Watching and Waiting
There are two children in my life for whom I have prayed with more faithfulness and fervency than almost anything else in my life. One, adopted from Ghana, was added to my prayer list when I met her parents four years ago and agreed to run a half-marathon to fund-raise for her adoption. (What?!?! A half-marathon?!?! What was I thinking?!?) A year after that, I got the text message saying, “We’ve got a referral!” and it was another 6 months, two transatlantic trips, and a lot of waiting before she was home for good. The other was added to my prayer list right around the same time, when his mom shared with me her struggle with infertility, and it was a couple more years before I was able to meet this sweet, sweet boy that I can’t imagine my life without. Holding him for the first time was like holding a promise.
And in both cases, I prayed with desperation and tears, wondering why God, in all his justice and mercy, wouldn’t give these two couples I love the children they so desperately desired- children they felt God had told them they would have. I alternated between calm, “Jesus, in your perfect timing, bring these babies home,” and angry, tear-filled prayers of “Why aren’t they here yet!?!” And although I’m a little embarrassed to put my devotional tantrums on display for you all here, I’m willing to be a little sheepish for the sake of a picture. I think my prayer life in the season of waiting for these two little people is a picture of the season of Advent.
Advent means coming. In the Church, we use the word “advent” to describe the season that brings us to Christmas. And while it’s easy to think of Advent as simply “Pre-Christmas,” I really do believe that Advent is an opportunity all unto itself- a season that allows us to understand who God is and what our life with Him can look like through an entirely new lens.
Anticipation and waiting are the markers of Advent. We remember what it was like to wait for the promised Messiah, having only the words of the prophets like Isaiah and Jeremiah to know what to watch for. And we actively anticipate the return of Jesus to set all things right and usher in a new heaven and a new earth. But we can’t remember and anticipate and wait without acknowledging that there’s something wrong to be set right. That there was something broken that needed a Messiah. That in order for the people who walked in great darkness to have seen a great light, they first had to walk in some deep, deep darkness.

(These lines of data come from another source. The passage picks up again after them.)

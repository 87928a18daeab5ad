//! fincalc CLI
//!
//! Without a subcommand, shows the calculation menu and prompts for inputs.
//! With a subcommand, runs that one calculation from flags.
//!
//! Negative values are passed as `--rate=-5`.

use std::io::{self, Write};

use anyhow::{Context, Result};
use clap::{Parser, Subcommand};
use log::{info, LevelFilter};

use fincalc::engine::periodic_payment;
use fincalc::frontend::PeriodSplit;
use fincalc::{evaluate, CalcRequest, DisplayConfig, Session};

#[derive(Debug, Parser)]
#[command(name = "fincalc", version, about = "Finance cheatsheet: interest, PV/FV, annuities and amortization")]
struct Cli {
    /// Menu number to run without showing the menu
    #[arg(long)]
    choice: Option<u32>,

    /// Print results as JSON
    #[arg(long)]
    json: bool,

    /// Decimal places in text output
    #[arg(long)]
    precision: Option<usize>,

    /// Trace intermediate values of the calculation
    #[arg(long)]
    debug: bool,

    #[command(subcommand)]
    command: Option<Command>,
}

#[derive(Debug, Subcommand)]
enum Command {
    /// Simple interest: P * R * T / 100
    SimpleInterest {
        #[arg(long)]
        principal: f64,
        #[arg(long)]
        rate: f64,
        #[arg(long)]
        duration: f64,
    },
    /// Interest earned by compounding
    CompoundInterest {
        #[arg(long)]
        principal: f64,
        #[arg(long)]
        rate: f64,
        #[arg(long)]
        periods: f64,
    },
    /// Present value of a future sum
    PresentValue {
        #[arg(long)]
        future_value: f64,
        #[arg(long)]
        rate: f64,
        #[arg(long)]
        periods: f64,
    },
    /// Future value of a present sum
    FutureValue {
        #[arg(long)]
        present_value: f64,
        #[arg(long)]
        rate: f64,
        #[arg(long)]
        periods: f64,
    },
    /// Periodic rate that grows PV into FV
    DiscountRate {
        #[arg(long)]
        future_value: f64,
        #[arg(long)]
        present_value: f64,
        #[arg(long)]
        periods: f64,
    },
    /// Re-express a rate at another compounding frequency
    ConvertRate {
        #[arg(long)]
        rate: f64,
        #[arg(long)]
        from_frequency: f64,
        #[arg(long)]
        to_frequency: f64,
    },
    /// Principal repaid between periods N1 and N2
    Principal {
        #[command(flatten)]
        split: SplitArgs,
    },
    /// Interest paid between periods N1 and N2
    Interest {
        #[command(flatten)]
        split: SplitArgs,
    },
    /// Level payment that amortizes a loan
    Payment {
        #[arg(long)]
        principal: f64,
        #[arg(long)]
        rate: f64,
        #[arg(long)]
        periods: f64,
    },
    /// Present value of a level annuity
    AnnuityPv {
        #[arg(long)]
        payment: f64,
        #[arg(long)]
        rate: f64,
        #[arg(long)]
        periods: f64,
    },
    /// Period-by-period amortization schedule
    Schedule {
        #[arg(long)]
        principal: f64,
        #[arg(long)]
        rate: f64,
        #[arg(long)]
        periods: u32,
        /// Defaults to the payment that exactly repays the loan
        #[arg(long)]
        payment: Option<f64>,
    },
}

#[derive(Debug, clap::Args)]
struct SplitArgs {
    #[arg(long)]
    principal: f64,
    #[arg(long)]
    rate: f64,
    /// Defaults to the payment that exactly repays the loan
    #[arg(long)]
    payment: Option<f64>,
    /// Total number of payments on the loan
    #[arg(long)]
    periods: u32,
    #[arg(long)]
    n1: u32,
    #[arg(long)]
    n2: u32,
}

impl SplitArgs {
    fn into_split(self) -> PeriodSplit {
        let payment = self
            .payment
            .unwrap_or_else(|| periodic_payment(self.principal, self.rate, f64::from(self.periods)));
        PeriodSplit {
            principal: self.principal,
            rate_pct: self.rate,
            payment,
            total_periods: self.periods,
            n1: self.n1,
            n2: self.n2,
        }
    }
}

impl Command {
    fn into_request(self) -> CalcRequest {
        match self {
            Command::SimpleInterest { principal, rate, duration } => CalcRequest::SimpleInterest {
                principal,
                rate_pct: rate,
                duration,
            },
            Command::CompoundInterest { principal, rate, periods } => {
                CalcRequest::CompoundInterest {
                    principal,
                    rate_pct: rate,
                    num_periods: periods,
                }
            }
            Command::PresentValue { future_value, rate, periods } => CalcRequest::PresentValue {
                future_value,
                rate_pct: rate,
                num_periods: periods,
            },
            Command::FutureValue { present_value, rate, periods } => CalcRequest::FutureValue {
                present_value,
                rate_pct: rate,
                num_periods: periods,
            },
            Command::DiscountRate { future_value, present_value, periods } => {
                CalcRequest::DiscountRate {
                    future_value,
                    present_value,
                    num_periods: periods,
                }
            }
            Command::ConvertRate { rate, from_frequency, to_frequency } => {
                CalcRequest::ConvertedDiscountRate {
                    rate_pct: rate,
                    freq1: from_frequency,
                    freq2: to_frequency,
                }
            }
            Command::Principal { split } => CalcRequest::PrincipalInPeriod(split.into_split()),
            Command::Interest { split } => CalcRequest::InterestInPeriod(split.into_split()),
            Command::Payment { principal, rate, periods } => CalcRequest::PeriodicPayment {
                principal,
                rate_pct: rate,
                num_periods: periods,
            },
            Command::AnnuityPv { payment, rate, periods } => CalcRequest::PvOfAnnuity {
                payment,
                rate_pct: rate,
                num_periods: periods,
            },
            Command::Schedule { principal, rate, periods, payment } => {
                let payment = payment
                    .unwrap_or_else(|| periodic_payment(principal, rate, f64::from(periods)));
                CalcRequest::AmortizationSchedule {
                    principal,
                    rate_pct: rate,
                    payment,
                    num_periods: periods,
                }
            }
        }
    }
}

fn init_logging(debug: bool) {
    let mut builder = env_logger::Builder::from_default_env();
    if debug {
        builder.filter_module("fincalc", LevelFilter::Debug);
    }
    builder.init();
}

fn main() -> Result<()> {
    let cli = Cli::parse();
    init_logging(cli.debug);

    let mut config = DisplayConfig::from_env();
    if cli.json {
        config.json = true;
    }
    if let Some(precision) = cli.precision {
        config.precision = precision;
    }

    match cli.command {
        Some(command) => {
            let request = command.into_request();
            info!("Running {} from command line", request.choice());

            let outcome = evaluate(&request)
                .with_context(|| format!("{} failed", request.choice().title()))?;

            let stdout = io::stdout();
            let mut out = stdout.lock();
            if config.json {
                writeln!(out, "{}", outcome.to_json()?)?;
            } else {
                write!(out, "{}", outcome.render(&config))?;
            }
        }
        None => {
            let stdin = io::stdin();
            let stdout = io::stdout();
            let mut session = Session::new(stdin.lock(), stdout.lock(), config);
            session.run(cli.choice).context("Interactive session failed")?;
        }
    }

    Ok(())
}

And so we Advent. I don’t know that it’s actually a verb, but someone grab a calendar and mark today as the day it officially entered the lexicon as such. We wait, and we watch, and we hope, but we also mourn, and we dream, and we wonder. All of those things are contained in Advent. What might it be like for all things to be made new? What role do we have as individuals and as a community in meeting people in the brokenness and introducing them to the Light? Our series for Advent and Christmas is called “Send Us Your Light” because we know that’s what God was up to in sending Jesus, because we desperately need that light still, and because in some miraculous way, God has told us that He is sending us as His light in the world. But all of that is only possible when we see the darkness.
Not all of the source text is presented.